→ **Work instructions**: From the entries, return every line where the string "FrameConvention" shows up.

→ **Data records**:
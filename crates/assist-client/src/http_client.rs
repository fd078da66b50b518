use assist_core::CancellationHandle;
use assist_protocol::api::{
    conversation_path, ABORT_ENDPOINT, REGENERATE_ENDPOINT, SEND_MESSAGE_ENDPOINT,
};
use assist_protocol::{
    AbortRequest, AbortResponse, ConversationSnapshot, FrameConvention, RegenerateRequest,
    SendMessageRequest,
};

use crate::{AssistClientError, ChunkSubscription, ResponseIntake};

#[derive(Debug, Clone)]
/// Connection settings for one assistant gateway.
pub struct AssistantHttpClientConfig {
    pub base_url: String,
    pub request_timeout_ms: u64,
    /// Used for streamed bodies that do not advertise their framing.
    pub convention: FrameConvention,
}

impl Default for AssistantHttpClientConfig {
    fn default() -> Self {
        Self {
            base_url: "http://127.0.0.1:8787".to_string(),
            request_timeout_ms: 300_000,
            convention: FrameConvention::Ndjson,
        }
    }
}

#[derive(Debug, Clone)]
/// Typed client for the gateway routes.
pub struct AssistantHttpClient {
    client: reqwest::Client,
    base_url: String,
    intake: ResponseIntake,
}

impl AssistantHttpClient {
    pub fn new(config: AssistantHttpClientConfig) -> Result<Self, AssistClientError> {
        let base_url = config.base_url.trim().trim_end_matches('/').to_string();
        if !(base_url.starts_with("http://") || base_url.starts_with("https://")) {
            return Err(AssistClientError::InvalidBaseUrl(config.base_url));
        }
        let client = reqwest::Client::builder()
            .timeout(std::time::Duration::from_millis(
                config.request_timeout_ms.max(1),
            ))
            .build()?;
        Ok(Self {
            client,
            base_url,
            intake: ResponseIntake::new(config.convention),
        })
    }

    pub fn base_url(&self) -> &str {
        &self.base_url
    }

    fn url(&self, path: &str) -> String {
        format!("{}{path}", self.base_url)
    }

    /// Sends a question and hands the response to the intake.
    ///
    /// The returned subscription yields the streamed events, or a single
    /// `metadata` event when the gateway answered with a plain JSON body.
    pub async fn send_message(
        &self,
        request: &SendMessageRequest,
        abort: CancellationHandle,
    ) -> Result<ChunkSubscription, AssistClientError> {
        let response = self
            .client
            .post(self.url(SEND_MESSAGE_ENDPOINT))
            .json(request)
            .send()
            .await?;
        let response = ensure_success(response).await?;
        Ok(self.intake.consume(response, abort))
    }

    pub async fn regenerate(
        &self,
        request: &RegenerateRequest,
        abort: CancellationHandle,
    ) -> Result<ChunkSubscription, AssistClientError> {
        let response = self
            .client
            .put(self.url(REGENERATE_ENDPOINT))
            .json(request)
            .send()
            .await?;
        let response = ensure_success(response).await?;
        Ok(self.intake.consume(response, abort))
    }

    /// Asks the gateway to cancel the outstanding call of a conversation.
    pub async fn abort(&self, conversation_id: &str) -> Result<bool, AssistClientError> {
        let response = self
            .client
            .post(self.url(ABORT_ENDPOINT))
            .json(&AbortRequest {
                conversation_id: conversation_id.to_string(),
            })
            .send()
            .await?;
        let response = ensure_success(response).await?;
        let raw = response.text().await?;
        let parsed = serde_json::from_str::<AbortResponse>(&raw)?;
        Ok(parsed.aborted)
    }

    pub async fn conversation(
        &self,
        conversation_id: &str,
    ) -> Result<ConversationSnapshot, AssistClientError> {
        let response = self
            .client
            .get(self.url(&conversation_path(conversation_id)))
            .send()
            .await?;
        let response = ensure_success(response).await?;
        let raw = response.text().await?;
        Ok(serde_json::from_str(&raw)?)
    }
}

async fn ensure_success(
    response: reqwest::Response,
) -> Result<reqwest::Response, AssistClientError> {
    let status = response.status();
    if status.is_success() {
        return Ok(response);
    }
    let body = response.text().await.unwrap_or_default();
    tracing::warn!(status = status.as_u16(), "gateway request failed");
    Err(AssistClientError::HttpStatus {
        status: status.as_u16(),
        body,
    })
}
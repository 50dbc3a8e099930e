mod run_tests;
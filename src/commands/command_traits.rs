//! Command pattern interfaces
//!
//! Each CLI subcommand is parsed into a [`Command`] object by a
//! [`CommandFactory`], keeping argument handling apart from execution.

use crate::errors::TreeKitResult;

/// Represents an executable command in the application
pub trait Command {
    /// Execute the command
    ///
    /// # Returns
    /// Result indicating success or an error
    fn execute(&self) -> TreeKitResult<()>;
}

/// Factory for creating commands from CLI arguments
pub trait CommandFactory {
    /// Create a new Command instance based on CLI arguments
    ///
    /// # Arguments
    /// * `args` - CLI argument matches from clap
    ///
    /// # Returns
    /// A command that implements the Command trait, or an error
    fn create_command(&self, args: &clap::ArgMatches) -> TreeKitResult<Box<dyn Command>>;
}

→ **Task response**:
    AbortRequest, AbortResponse, ConversationSnapshot, FrameConvention, RegenerateRequest,
    pub convention: FrameConvention,
            convention: FrameConvention::Ndjson,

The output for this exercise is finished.